[Stored items]
######
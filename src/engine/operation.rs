use serde::Serialize;
use std::fmt;
use std::str::FromStr;

use crate::error::ReclaimError;

/// The four operations the engine exposes to its callers.
#[derive(Debug, Clone, Copy, PartialEq, Eq, Serialize)]
#[serde(rename_all = "snake_case")]
pub enum Operation {
    Scan,
    Clean,
    PurgePip,
    PurgeNpm,
}

impl Operation {
    pub fn as_str(&self) -> &'static str {
        match self {
            Operation::Scan => "scan",
            Operation::Clean => "clean",
            Operation::PurgePip => "purge_pip",
            Operation::PurgeNpm => "purge_npm",
        }
    }

    /// Whether the operation may mutate the filesystem.
    pub fn is_mutating(&self) -> bool {
        !matches!(self, Operation::Scan)
    }
}

impl fmt::Display for Operation {
    fn fmt(&self, f: &mut fmt::Formatter<'_>) -> fmt::Result {
        f.write_str(self.as_str())
    }
}

impl FromStr for Operation {
    type Err = ReclaimError;

    fn from_str(s: &str) -> Result<Self, Self::Err> {
        match s.trim().to_lowercase().replace('-', "_").as_str() {
            "scan" => Ok(Operation::Scan),
            "clean" => Ok(Operation::Clean),
            "purge_pip" => Ok(Operation::PurgePip),
            "purge_npm" => Ok(Operation::PurgeNpm),
            other => Err(ReclaimError::InvalidOperation(other.to_string())),
        }
    }
}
######
Restate the records above verbatim, omitting no line.

◆ Completed task
filename src/engine/operation.rs
use serde::Serialize;
use std::fmt;
use std::str::FromStr;

use crate::error::ReclaimError;

/// The four operations the engine exposes to its callers.
#[derive(Debug, Clone, Copy, PartialEq, Eq, Serialize)]
#[serde(rename_all = "snake_case")]
pub enum Operation {
    Scan,
    Clean,
    PurgePip,
    PurgeNpm,
}

impl Operation {
    pub fn as_str(&self) -> &'static str {
        match self {
            Operation::Scan => "scan",
            Operation::Clean => "clean",
            Operation::PurgePip => "purge_pip",
            Operation::PurgeNpm => "purge_npm",
        }
    }

    /// Whether the operation may mutate the filesystem.
    pub fn is_mutating(&self) -> bool {
        !matches!(self, Operation::Scan)
    }
}

impl fmt::Display for Operation {
    fn fmt(&self, f: &mut fmt::Formatter<'_>) -> fmt::Result {
        f.write_str(self.as_str())
    }
}

impl FromStr for Operation {
    type Err = ReclaimError;

    fn from_str(s: &str) -> Result<Self, Self::Err> {
        match s.trim().to_lowercase().replace('-', "_").as_str() {
            "scan" => Ok(Operation::Scan),
            "clean" => Ok(Operation::Clean),
            "purge_pip" => Ok(Operation::PurgePip),
            "purge_npm" => Ok(Operation::PurgeNpm),
            other => Err(ReclaimError::InvalidOperation(other.to_string())),
        }
    }
}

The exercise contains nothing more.